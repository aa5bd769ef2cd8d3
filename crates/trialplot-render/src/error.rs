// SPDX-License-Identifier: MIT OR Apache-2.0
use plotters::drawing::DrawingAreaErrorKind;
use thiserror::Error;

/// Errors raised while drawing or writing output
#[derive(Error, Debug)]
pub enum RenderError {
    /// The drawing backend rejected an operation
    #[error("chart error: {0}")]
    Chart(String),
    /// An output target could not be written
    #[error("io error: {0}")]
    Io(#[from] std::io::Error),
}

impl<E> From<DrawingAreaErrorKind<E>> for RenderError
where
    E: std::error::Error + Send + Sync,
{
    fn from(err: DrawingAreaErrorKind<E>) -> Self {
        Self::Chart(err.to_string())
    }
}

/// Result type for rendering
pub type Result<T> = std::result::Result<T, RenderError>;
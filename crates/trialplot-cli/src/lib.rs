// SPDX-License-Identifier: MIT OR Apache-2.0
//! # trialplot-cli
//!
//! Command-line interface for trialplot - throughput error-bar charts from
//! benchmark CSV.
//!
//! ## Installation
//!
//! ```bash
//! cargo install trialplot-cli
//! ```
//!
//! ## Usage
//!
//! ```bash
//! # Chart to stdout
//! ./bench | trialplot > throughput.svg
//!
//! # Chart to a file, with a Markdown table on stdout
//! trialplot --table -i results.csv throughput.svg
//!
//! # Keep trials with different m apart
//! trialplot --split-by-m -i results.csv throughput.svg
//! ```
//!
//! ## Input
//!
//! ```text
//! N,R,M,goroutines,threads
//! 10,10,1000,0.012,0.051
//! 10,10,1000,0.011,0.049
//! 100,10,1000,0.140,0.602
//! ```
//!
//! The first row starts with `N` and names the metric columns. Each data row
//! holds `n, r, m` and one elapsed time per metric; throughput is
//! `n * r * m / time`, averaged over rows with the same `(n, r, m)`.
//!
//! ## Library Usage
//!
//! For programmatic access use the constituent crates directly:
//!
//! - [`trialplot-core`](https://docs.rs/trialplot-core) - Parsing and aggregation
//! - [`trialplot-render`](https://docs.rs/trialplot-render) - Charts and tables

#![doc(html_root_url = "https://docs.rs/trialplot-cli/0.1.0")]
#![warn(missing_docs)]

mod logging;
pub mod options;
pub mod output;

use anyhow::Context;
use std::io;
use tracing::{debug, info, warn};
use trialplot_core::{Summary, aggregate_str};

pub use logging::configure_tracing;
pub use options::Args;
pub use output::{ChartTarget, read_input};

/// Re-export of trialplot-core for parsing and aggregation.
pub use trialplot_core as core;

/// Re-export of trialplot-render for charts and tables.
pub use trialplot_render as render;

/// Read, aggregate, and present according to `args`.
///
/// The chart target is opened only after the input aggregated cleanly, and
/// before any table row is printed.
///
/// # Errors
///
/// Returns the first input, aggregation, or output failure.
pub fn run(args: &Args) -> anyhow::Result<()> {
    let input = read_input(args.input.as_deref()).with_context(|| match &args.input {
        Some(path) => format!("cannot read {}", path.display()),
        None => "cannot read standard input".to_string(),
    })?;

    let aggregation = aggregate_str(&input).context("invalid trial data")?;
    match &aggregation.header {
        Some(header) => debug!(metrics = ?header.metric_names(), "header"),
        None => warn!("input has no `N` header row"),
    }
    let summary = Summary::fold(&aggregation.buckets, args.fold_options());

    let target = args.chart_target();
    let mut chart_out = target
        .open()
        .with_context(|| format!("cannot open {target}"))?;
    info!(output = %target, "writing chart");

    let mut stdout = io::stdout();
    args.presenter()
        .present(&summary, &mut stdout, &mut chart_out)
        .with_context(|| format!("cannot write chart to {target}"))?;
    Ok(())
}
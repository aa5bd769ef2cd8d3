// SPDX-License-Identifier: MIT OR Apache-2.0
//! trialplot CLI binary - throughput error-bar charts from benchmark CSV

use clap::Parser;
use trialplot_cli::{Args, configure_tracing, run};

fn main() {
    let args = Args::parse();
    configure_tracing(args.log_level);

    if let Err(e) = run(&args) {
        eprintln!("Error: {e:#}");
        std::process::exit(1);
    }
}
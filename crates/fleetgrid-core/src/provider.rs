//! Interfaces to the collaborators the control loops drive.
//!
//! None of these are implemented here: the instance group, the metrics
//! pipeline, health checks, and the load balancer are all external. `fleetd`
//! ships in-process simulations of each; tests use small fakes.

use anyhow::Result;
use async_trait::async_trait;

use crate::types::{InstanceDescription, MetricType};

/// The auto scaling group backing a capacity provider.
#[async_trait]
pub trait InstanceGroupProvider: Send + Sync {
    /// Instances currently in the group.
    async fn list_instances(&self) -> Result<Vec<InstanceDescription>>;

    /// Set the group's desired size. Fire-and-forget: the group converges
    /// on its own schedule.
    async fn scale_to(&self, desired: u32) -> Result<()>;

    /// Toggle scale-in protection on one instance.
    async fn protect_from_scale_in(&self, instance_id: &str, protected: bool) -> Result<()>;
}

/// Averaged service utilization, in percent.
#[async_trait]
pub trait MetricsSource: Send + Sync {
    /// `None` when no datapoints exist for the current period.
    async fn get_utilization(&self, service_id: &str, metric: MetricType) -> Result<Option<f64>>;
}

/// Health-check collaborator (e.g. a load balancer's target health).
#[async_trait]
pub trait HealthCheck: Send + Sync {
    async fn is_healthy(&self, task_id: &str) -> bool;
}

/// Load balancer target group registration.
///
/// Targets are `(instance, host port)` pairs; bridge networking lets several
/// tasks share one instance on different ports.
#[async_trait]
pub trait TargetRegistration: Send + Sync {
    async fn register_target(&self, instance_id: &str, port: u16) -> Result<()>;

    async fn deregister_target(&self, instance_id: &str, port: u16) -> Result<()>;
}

* [WHAT YOU ARE ASKED TO DO]: Show each line in the listing above that has "Send".

* [RESPONSE BELOW]:
    E: std::error::Error + Send + Sync,
pub trait InstanceGroupProvider: Send + Sync {
pub trait MetricsSource: Send + Sync {
pub trait HealthCheck: Send + Sync {
pub trait TargetRegistration: Send + Sync {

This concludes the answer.